■ Work instructions: An identical copy of all the entries is the required result.

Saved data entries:
──────
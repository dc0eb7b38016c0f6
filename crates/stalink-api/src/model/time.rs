// ── Time values and units ──

use std::fmt;
use std::str::FromStr;

use chrono::{DateTime, SecondsFormat, Utc};
use serde::{Deserialize, Deserializer, Serialize, Serializer};

/// ISO 8601 instant or `start/end` interval.
#[derive(Debug, Clone, Copy, PartialEq, Eq)]
pub enum TimeObject {
    Instant(DateTime<Utc>),
    Interval {
        start: DateTime<Utc>,
        end: DateTime<Utc>,
    },
}

impl TimeObject {
    pub fn now() -> Self {
        Self::Instant(Utc::now())
    }

    pub fn is_interval(&self) -> bool {
        matches!(self, Self::Interval { .. })
    }

    /// The instant itself, or the start of the interval.
    pub fn start(&self) -> DateTime<Utc> {
        match self {
            Self::Instant(at) => *at,
            Self::Interval { start, .. } => *start,
        }
    }
}

impl From<DateTime<Utc>> for TimeObject {
    fn from(at: DateTime<Utc>) -> Self {
        Self::Instant(at)
    }
}

fn parse_instant(text: &str) -> Result<DateTime<Utc>, chrono::ParseError> {
    DateTime::parse_from_rfc3339(text.trim()).map(|at| at.with_timezone(&Utc))
}

fn format_instant(at: &DateTime<Utc>) -> String {
    at.to_rfc3339_opts(SecondsFormat::AutoSi, true)
}

impl FromStr for TimeObject {
    type Err = chrono::ParseError;

    fn from_str(s: &str) -> Result<Self, Self::Err> {
        match s.split_once('/') {
            Some((start, end)) => Ok(Self::Interval {
                start: parse_instant(start)?,
                end: parse_instant(end)?,
            }),
            None => parse_instant(s).map(Self::Instant),
        }
    }
}

impl fmt::Display for TimeObject {
    fn fmt(&self, f: &mut fmt::Formatter<'_>) -> fmt::Result {
        match self {
            Self::Instant(at) => f.write_str(&format_instant(at)),
            Self::Interval { start, end } => {
                write!(f, "{}/{}", format_instant(start), format_instant(end))
            }
        }
    }
}

impl Serialize for TimeObject {
    fn serialize<S: Serializer>(&self, serializer: S) -> Result<S::Ok, S::Error> {
        serializer.collect_str(self)
    }
}

impl<'de> Deserialize<'de> for TimeObject {
    fn deserialize<D: Deserializer<'de>>(deserializer: D) -> Result<Self, D::Error> {
        let text = String::deserialize(deserializer)?;
        text.parse().map_err(serde::de::Error::custom)
    }
}

/// Unit of measurement of a Datastream.
#[derive(Debug, Clone, Default, PartialEq, Eq, Serialize, Deserialize)]
pub struct UnitOfMeasurement {
    #[serde(default, skip_serializing_if = "Option::is_none")]
    pub name: Option<String>,
    #[serde(default, skip_serializing_if = "Option::is_none")]
    pub symbol: Option<String>,
    #[serde(default, skip_serializing_if = "Option::is_none")]
    pub definition: Option<String>,
}

impl UnitOfMeasurement {
    pub fn new(
        name: impl Into<String>,
        symbol: impl Into<String>,
        definition: impl Into<String>,
    ) -> Self {
        Self {
            name: Some(name.into()),
            symbol: Some(symbol.into()),
            definition: Some(definition.into()),
        }
    }
}

#[cfg(test)]
#[allow(clippy::unwrap_used)]
mod tests {
    use chrono::TimeZone;
    use serde_json::json;

    use super::*;

    #[test]
    fn instant_and_interval_round_trip() {
        let instant: TimeObject = "2016-01-01T01:01:01.000Z".parse().unwrap();
        assert_eq!(
            instant,
            TimeObject::Instant(Utc.with_ymd_and_hms(2016, 1, 1, 1, 1, 1).unwrap())
        );
        assert_eq!(serde_json::to_value(instant).unwrap(), json!("2016-01-01T01:01:01Z"));

        let interval: TimeObject = serde_json::from_value(json!(
            "2016-01-01T01:01:01Z/2016-01-01T02:01:01+01:00"
        ))
        .unwrap();
        assert!(interval.is_interval());
        assert_eq!(
            interval.to_string(),
            "2016-01-01T01:01:01Z/2016-01-01T01:01:01Z"
        );
    }

    #[test]
    fn rejects_garbage() {
        assert!("yesterday".parse::<TimeObject>().is_err());
        assert!(serde_json::from_value::<TimeObject>(json!("2016-01-01/later")).is_err());
    }
}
──────
■ Answer for this exercise:
repository dc0eb7b38016c0f6
filename crates/stalink-api/src/model/time.rs
// ── Time values and units ──

use std::fmt;
use std::str::FromStr;

use chrono::{DateTime, SecondsFormat, Utc};
use serde::{Deserialize, Deserializer, Serialize, Serializer};

/// ISO 8601 instant or `start/end` interval.
#[derive(Debug, Clone, Copy, PartialEq, Eq)]
pub enum TimeObject {
    Instant(DateTime<Utc>),
    Interval {
        start: DateTime<Utc>,
        end: DateTime<Utc>,
    },
}

impl TimeObject {
    pub fn now() -> Self {
        Self::Instant(Utc::now())
    }

    pub fn is_interval(&self) -> bool {
        matches!(self, Self::Interval { .. })
    }

    /// The instant itself, or the start of the interval.
    pub fn start(&self) -> DateTime<Utc> {
        match self {
            Self::Instant(at) => *at,
            Self::Interval { start, .. } => *start,
        }
    }
}

impl From<DateTime<Utc>> for TimeObject {
    fn from(at: DateTime<Utc>) -> Self {
        Self::Instant(at)
    }
}

fn parse_instant(text: &str) -> Result<DateTime<Utc>, chrono::ParseError> {
    DateTime::parse_from_rfc3339(text.trim()).map(|at| at.with_timezone(&Utc))
}

fn format_instant(at: &DateTime<Utc>) -> String {
    at.to_rfc3339_opts(SecondsFormat::AutoSi, true)
}

impl FromStr for TimeObject {
    type Err = chrono::ParseError;

    fn from_str(s: &str) -> Result<Self, Self::Err> {
        match s.split_once('/') {
            Some((start, end)) => Ok(Self::Interval {
                start: parse_instant(start)?,
                end: parse_instant(end)?,
            }),
            None => parse_instant(s).map(Self::Instant),
        }
    }
}

impl fmt::Display for TimeObject {
    fn fmt(&self, f: &mut fmt::Formatter<'_>) -> fmt::Result {
        match self {
            Self::Instant(at) => f.write_str(&format_instant(at)),
            Self::Interval { start, end } => {
                write!(f, "{}/{}", format_instant(start), format_instant(end))
            }
        }
    }
}

impl Serialize for TimeObject {
    fn serialize<S: Serializer>(&self, serializer: S) -> Result<S::Ok, S::Error> {
        serializer.collect_str(self)
    }
}

impl<'de> Deserialize<'de> for TimeObject {
    fn deserialize<D: Deserializer<'de>>(deserializer: D) -> Result<Self, D::Error> {
        let text = String::deserialize(deserializer)?;
        text.parse().map_err(serde::de::Error::custom)
    }
}

/// Unit of measurement of a Datastream.
#[derive(Debug, Clone, Default, PartialEq, Eq, Serialize, Deserialize)]
pub struct UnitOfMeasurement {
    #[serde(default, skip_serializing_if = "Option::is_none")]
    pub name: Option<String>,
    #[serde(default, skip_serializing_if = "Option::is_none")]
    pub symbol: Option<String>,
    #[serde(default, skip_serializing_if = "Option::is_none")]
    pub definition: Option<String>,
}

impl UnitOfMeasurement {
    pub fn new(
        name: impl Into<String>,
        symbol: impl Into<String>,
        definition: impl Into<String>,
    ) -> Self {
        Self {
            name: Some(name.into()),
            symbol: Some(symbol.into()),
            definition: Some(definition.into()),
        }
    }
}

#[cfg(test)]
#[allow(clippy::unwrap_used)]
mod tests {
    use chrono::TimeZone;
    use serde_json::json;

    use super::*;

    #[test]
    fn instant_and_interval_round_trip() {
        let instant: TimeObject = "2016-01-01T01:01:01.000Z".parse().unwrap();
        assert_eq!(
            instant,
            TimeObject::Instant(Utc.with_ymd_and_hms(2016, 1, 1, 1, 1, 1).unwrap())
        );
        assert_eq!(serde_json::to_value(instant).unwrap(), json!("2016-01-01T01:01:01Z"));

        let interval: TimeObject = serde_json::from_value(json!(
            "2016-01-01T01:01:01Z/2016-01-01T02:01:01+01:00"
        ))
        .unwrap();
        assert!(interval.is_interval());
        assert_eq!(
            interval.to_string(),
            "2016-01-01T01:01:01Z/2016-01-01T01:01:01Z"
        );
    }

    #[test]
    fn rejects_garbage() {
        assert!("yesterday".parse::<TimeObject>().is_err());
        assert!(serde_json::from_value::<TimeObject>(json!("2016-01-01/later")).is_err());
    }
}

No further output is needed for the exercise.